Sichtbarkeit: Ich

Sichtbarkeit: Ich

Die folgende kleine Buchmessen-Geschichte hab ich mir bis zum Schluss aufgehoben. In dieser Begegnung geht es um mich. Neben all den anderen, bereits Zitierten war da nämlich noch Helene, 61. Die sah mich nur kurz an und sagte trocken: „Man trägt einen Ring wie Sie – und dann bleibt man sichtbar!“ Puff, Päng, Nagel auf den Kopf getroffen. (Nein, dass der Nagel mein Markenzeichen ist, konnte sie gar nicht wissen…)

Mein Ring und ich.
Mein Ring und ich.

 

Ja. es ist wahr: Ich hab was gegen das Verschwimmen, Verschwinden, das Abgleiten in grau oder beige, kurz: gegen das Alt- und Unsichtbar-Werden. Und dieser Ring ist schon lang mein Markenzeichen. Gekauft nach einer schweren, langen Krankheit. Ursprünglich vor allem mit dem Hauptzweck, mich selbst daran fest zu halten. Mich an einen bestimmten Punkt in meinem Leben zu erinnern. Denn dies gehört für mich ebenso zum Sichtbarbleiben: Die eigene Geschichte nicht aus den Augen zu verlieren. Sich am eignen Leben und dessen Ereignissen lang zu hangeln. Mir war aber auch wichtig, dass es etwas ist, was garantiert jeder auf einen Blick von außen sieht. Auch jemand, der mich gar nicht kennt. So wie Helene.

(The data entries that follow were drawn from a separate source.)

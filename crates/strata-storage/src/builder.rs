use std::collections::BTreeMap;
use std::fmt;
use std::sync::Arc;

use strata_config::ConsistencyChecks;

use crate::changelog::{ChangeLog, EntityChange};
use crate::consistency;
use crate::edit::Edit;
use crate::entity::Entity;
use crate::error::{Result, StorageError, ValidationError};
use crate::id::{EntityId, EntityTypeId};
use crate::mapping::{ExternalMappingKey, MappingValue, MutableExternalEntityMapping};
use crate::schema::{EntitySchema, EntityTypeRef};
use crate::source::EntitySource;
use crate::storage::{EntityStorage, EntityStorageRead, StorageData, StorageOptions};
use crate::value::{FieldValue, Fields};

/// Copy-on-write transaction over an [`EntityStorage`] snapshot.
///
/// Reads see the base snapshot merged with every edit made so far. The base
/// snapshot is never touched: pages, index buckets and mapping tables are
/// copied on their first write. [`MutableEntityStorage::to_snapshot`] consumes
/// the builder; afterwards every mutation fails with
/// [`StorageError::IllegalState`] while reads keep working.
pub struct MutableEntityStorage {
    base: EntityStorage,
    pub(crate) state: StorageData,
    pub(crate) changelog: ChangeLog,
    pub(crate) modification_count: u64,
    pub(crate) mapping_writes: u64,
    consumed: bool,
}

impl MutableEntityStorage {
    /// Builder over an empty storage for `schema`.
    pub fn new(schema: Arc<EntitySchema>) -> Self {
        Self::from_snapshot(&EntityStorage::empty(schema))
    }

    pub fn with_options(schema: Arc<EntitySchema>, options: StorageOptions) -> Self {
        Self::from_snapshot(&EntityStorage::with_options(schema, options))
    }

    pub fn from_snapshot(snapshot: &EntityStorage) -> Self {
        Self {
            base: snapshot.clone(),
            state: snapshot.data().clone(),
            changelog: ChangeLog::default(),
            modification_count: 0,
            mapping_writes: 0,
            consumed: false,
        }
    }

    /// Snapshot this builder was started from.
    pub fn base(&self) -> &EntityStorage {
        &self.base
    }

    pub fn is_consumed(&self) -> bool {
        self.consumed
    }

    pub(crate) fn ensure_open(&self, operation: &'static str) -> Result<()> {
        if self.consumed {
            return Err(StorageError::IllegalState { operation });
        }
        Ok(())
    }

    pub(crate) fn edit(&mut self) -> Edit<'_> {
        Edit::new(&mut self.state, &mut self.changelog)
    }

    /// Adds an entity of `entity_type` and returns its freshly allocated id.
    pub fn add_entity<T: EntityTypeRef>(
        &mut self,
        entity_type: T,
        fields: Fields,
        source: EntitySource,
    ) -> Result<EntityId> {
        self.ensure_open("add_entity")?;
        let type_id = entity_type.resolve_type(&self.state.schema).ok_or_else(|| {
            ValidationError::UnknownType {
                name: entity_type.describe(),
            }
        })?;
        let id = self.edit().add(type_id, fields, source)?;
        self.modification_count += 1;
        Ok(id)
    }

    /// Removes `id`, the entities it owns and their mapping entries.
    ///
    /// Returns every removed id, `id` first.
    pub fn remove_entity(&mut self, id: EntityId) -> Result<Vec<EntityId>> {
        self.ensure_open("remove_entity")?;
        let removed = self.edit().remove_cascading(id)?;
        self.modification_count += 1;
        Ok(removed)
    }

    /// Applies `mutator` to a copy of the entity's data and stores the result
    /// as a new version. Returns the current version of the entity.
    pub fn modify_entity(
        &mut self,
        id: EntityId,
        mutator: impl FnOnce(&mut EntityEditor),
    ) -> Result<Entity> {
        self.ensure_open("modify_entity")?;
        let current = self.resolve(id).ok_or(StorageError::NotFound { id })?;
        let mut editor = EntityEditor {
            fields: current.fields().clone(),
            source: current.source().clone(),
        };
        mutator(&mut editor);

        match self.edit().replace(id, editor.fields, editor.source)? {
            Some(updated) => {
                self.modification_count += 1;
                Ok(updated)
            }
            None => Ok(current),
        }
    }

    /// Writable view of the mapping named by `key`.
    ///
    /// Fails with [`StorageError::MappingTypeMismatch`] when the name is already
    /// used for another value type.
    pub fn get_mutable_external_mapping<T: MappingValue>(
        &mut self,
        key: &ExternalMappingKey<T>,
    ) -> Result<MutableExternalEntityMapping<'_, T>> {
        self.ensure_open("get_mutable_external_mapping")?;
        let StorageData {
            entities, mappings, ..
        } = &mut self.state;
        let table = mappings.table_mut(key)?;
        Ok(MutableExternalEntityMapping::new(
            table,
            entities,
            &mut self.mapping_writes,
        ))
    }

    /// Turns the builder into a new immutable snapshot.
    ///
    /// With strict consistency checks a violation fails the call and leaves the
    /// builder usable.
    pub fn to_snapshot(&mut self) -> Result<EntityStorage> {
        self.ensure_open("to_snapshot")?;
        match self.state.options.consistency_checks {
            ConsistencyChecks::Off => {}
            ConsistencyChecks::Debug => {
                if let Err(err) = consistency::check(&self.state) {
                    tracing::error!(
                        target: "strata.storage",
                        error = %err,
                        "snapshot failed the consistency check"
                    );
                }
            }
            ConsistencyChecks::Strict => consistency::check(&self.state)?,
        }

        self.state.mappings.prune_empty();
        self.consumed = true;
        tracing::debug!(
            target: "strata.storage",
            entities = self.state.entities.len(),
            changes = self.changelog.len(),
            modifications = self.modification_count(),
            "created snapshot"
        );
        Ok(EntityStorage::from_data(self.state.clone()))
    }

    /// `true` when the builder differs from its base in entities or mapping writes.
    pub fn has_changes(&self) -> bool {
        !self.changelog.is_empty() || self.mapping_writes > 0
    }

    /// Number of successful mutating calls, mapping writes included.
    pub fn modification_count(&self) -> u64 {
        self.modification_count + self.mapping_writes
    }

    /// Net entity changes relative to the base snapshot, grouped by type.
    pub fn collect_changes(&self) -> BTreeMap<EntityTypeId, Vec<EntityChange>> {
        self.changelog.collect()
    }
}

impl EntityStorageRead for MutableEntityStorage {
    fn storage_data(&self) -> &StorageData {
        &self.state
    }
}

impl From<&EntityStorage> for MutableEntityStorage {
    fn from(snapshot: &EntityStorage) -> Self {
        Self::from_snapshot(snapshot)
    }
}

impl fmt::Debug for MutableEntityStorage {
    fn fmt(&self, f: &mut fmt::Formatter<'_>) -> fmt::Result {
        f.debug_struct("MutableEntityStorage")
            .field("entities", &self.state.entities.len())
            .field("changes", &self.changelog.len())
            .field("modification_count", &self.modification_count())
            .field("consumed", &self.consumed)
            .finish()
    }
}

/// Working copy of one entity handed to [`MutableEntityStorage::modify_entity`].
#[derive(Debug)]
pub struct EntityEditor {
    fields: Fields,
    source: EntitySource,
}

impl EntityEditor {
    pub fn set(&mut self, name: impl Into<String>, value: impl Into<FieldValue>) -> &mut Self {
        self.fields.set(name, value);
        self
    }

    pub fn remove(&mut self, name: &str) -> &mut Self {
        self.fields.remove(name);
        self
    }

    pub fn set_source(&mut self, source: EntitySource) -> &mut Self {
        self.source = source;
        self
    }

    pub fn fields(&self) -> &Fields {
        &self.fields
    }

    pub fn fields_mut(&mut self) -> &mut Fields {
        &mut self.fields
    }

    pub fn source(&self) -> &EntitySource {
        &self.source
    }
}
use std::fmt;
use std::sync::Arc;

use crate::id::{EntityId, EntityTypeId, SymbolicEntityId};
use crate::source::EntitySource;
use crate::value::{FieldValue, Fields};

#[derive(Clone, PartialEq, Eq)]
pub(crate) struct EntityData {
    pub(crate) id: EntityId,
    pub(crate) type_id: EntityTypeId,
    pub(crate) source: EntitySource,
    pub(crate) fields: Fields,
    pub(crate) symbolic_id: Option<SymbolicEntityId>,
    pub(crate) revision: u32,
}

/// One immutable version of an entity.
///
/// Cloning is cheap; every clone shares the same version. Modifying an entity
/// through a builder produces a new version with the same id and a higher
/// [`Entity::revision`].
#[derive(Clone, PartialEq, Eq)]
pub struct Entity(Arc<EntityData>);

impl Entity {
    pub(crate) fn new(data: EntityData) -> Self {
        Self(Arc::new(data))
    }

    pub fn id(&self) -> EntityId {
        self.0.id
    }

    pub fn type_id(&self) -> EntityTypeId {
        self.0.type_id
    }

    pub fn source(&self) -> &EntitySource {
        &self.0.source
    }

    pub fn fields(&self) -> &Fields {
        &self.0.fields
    }

    pub fn field(&self, name: &str) -> Option<&FieldValue> {
        self.0.fields.get(name)
    }

    pub fn get_str(&self, name: &str) -> Option<&str> {
        self.0.fields.get_str(name)
    }

    pub fn get_ref(&self, name: &str) -> Option<EntityId> {
        self.0.fields.get_ref(name)
    }

    pub fn symbolic_id(&self) -> Option<&SymbolicEntityId> {
        self.0.symbolic_id.as_ref()
    }

    /// Number of modifications since the entity was added.
    pub fn revision(&self) -> u32 {
        self.0.revision
    }

    /// `true` when both handles point at the same version.
    pub fn same_version(&self, other: &Entity) -> bool {
        Arc::ptr_eq(&self.0, &other.0)
    }

    /// Same type, source and fields, ignoring id and revision.
    pub fn has_equal_data(&self, other: &Entity) -> bool {
        self.0.type_id == other.0.type_id
            && self.0.source == other.0.source
            && self.0.fields == other.0.fields
    }
}

impl fmt::Debug for Entity {
    fn fmt(&self, f: &mut fmt::Formatter<'_>) -> fmt::Result {
        f.debug_struct("Entity")
            .field("id", &self.0.id)
            .field("type_id", &self.0.type_id)
            .field("source", &self.0.source)
            .field("revision", &self.0.revision)
            .field("fields", &self.0.fields)
            .finish()
    }
}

Individuell, eigensinnig, „echt“

Warum ist das so? Ich behaupte mal, das geht nicht nur mir so… andere tragen jahrzehntelang Fotos in der Brieftasche oder einen Talisman mit sich rum, „individualisieren“ ihr Auto, ihr Handy, von all den Selfies gar nicht zu reden… Warum haben scheinbar alle Menschen plötzlich solche Angst, „verloren“ zu gehen, keine sichtbaren Spuren zu hinterlassen? Das geht doch schon lange weit über das alte „Gebot“ hinaus, ein Haus zu bauen, Nachwuchs zu zeugen/zu gebären, einen Baum zu pflanzen. Es beginnt mit der „richtigen Kleidung“, der richtigen Sprache, mit Gesten und Verhaltens-Maßnahmen – vieles davon mühsam antrainiert, damit es eben jenes Bild von uns vermittelt, dem wir entsprechen möchten. Das alles ist verständlich, und doch führt es – wie ich finde – auf eine falsche Spur. Denn dabei geht es um Selbst-Optimierung. Das ist aber nicht MEIN Thema. Mein Thema ist das Individuelle, das Eigensinnige, das ganz und gar Persönliche, das „Echte“, wenn man so will. Dieser Ring zum Beispiel ist eben NICHT einfach modisches Attribut, sondern Statement. So wie im Idealfall übrigens auch meine Kleidung…. Das kann viel simpler sein als die Sache mit dem Ring, dann zeigt meine Kleidung einfach nur, wie ich mich heute fühle…. schlampig etwa, das wäre dann 1:1. Oder dass ich bewusst etwas gegen aufkommende Tristesse unternehmen will – dann kann es bunt werden. Schwarz kommt bei mir übrigens häufig vor… das ist ein Grund-Statement und bedeutet übersetzt niemals Trauer, manchmal ein wenig Rebellion, meist aber so was wie: schlicht und pur, das bin ICH.

Magisch….

Dumm ist natürlich: Das alles kann mein Gegenüber gar nicht wissen (selbst mein Mann tut sich noch immer schwer mit dem „Entziffern“….) Da ist durchaus die Frage erlaubt: Wozu das alles? Was bringt es? Ich behaupte: sehr viel! Es genügt, wenn ich weiss, wofür der Ring steht. Wenn er andren Menschen ins Auge fällt: umso besser. Aber „zwischen den Zeilen“ geschieht etwas, das ist für mich ein fast magischer Vorgang. Indem ich mich mit meiner Kleidung, meinem Ring oder was sonst auch immer zeige, beziehe ich Position. Ich weiss das. Und das genügt. Damit strahle ich etwas aus. Und ich behaupte: DAS allein hilft schon viel gegen das Unsichtbar-Werden.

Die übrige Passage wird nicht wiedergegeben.